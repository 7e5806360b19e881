use std::path::PathBuf;

use crate::search::ContextWindowSearch;
use crate::task::{Outcome, Stage};
use crate::types::ContextItem;

/// Pairs an image's existing description with those of its temporally nearest neighbours.
/// Images without a description are rejected: there is nothing to enhance.
pub struct ContextStage {
    search: ContextWindowSearch,
}

impl ContextStage {
    pub fn new(search: ContextWindowSearch) -> Self {
        Self { search }
    }
}

impl Stage for ContextStage {
    type Input = PathBuf;
    type Output = ContextItem;

    fn execute(&self, image: &PathBuf) -> Outcome<ContextItem, PathBuf> {
        let Some(original) = self.search.read_description(image) else {
            return Outcome::Rejected;
        };
        let context = self
            .search
            .search(image)
            .into_iter()
            .map(|c| c.description)
            .collect();
        Outcome::one(ContextItem {
            path: image.clone(),
            original,
            context,
        })
    }
}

----------

EXERCISE PROMPT: Reproduce all of the entries above verbatim.

SOLUTION TO THE EXERCISE:
repository 7e5806360b19e881
use std::path::PathBuf;

use crate::search::ContextWindowSearch;
use crate::task::{Outcome, Stage};
use crate::types::ContextItem;

/// Pairs an image's existing description with those of its temporally nearest neighbours.
/// Images without a description are rejected: there is nothing to enhance.
pub struct ContextStage {
    search: ContextWindowSearch,
}

impl ContextStage {
    pub fn new(search: ContextWindowSearch) -> Self {
        Self { search }
    }
}

impl Stage for ContextStage {
    type Input = PathBuf;
    type Output = ContextItem;

    fn execute(&self, image: &PathBuf) -> Outcome<ContextItem, PathBuf> {
        let Some(original) = self.search.read_description(image) else {
            return Outcome::Rejected;
        };
        let context = self
            .search
            .search(image)
            .into_iter()
            .map(|c| c.description)
            .collect();
        Outcome::one(ContextItem {
            path: image.clone(),
            original,
            context,
        })
    }
}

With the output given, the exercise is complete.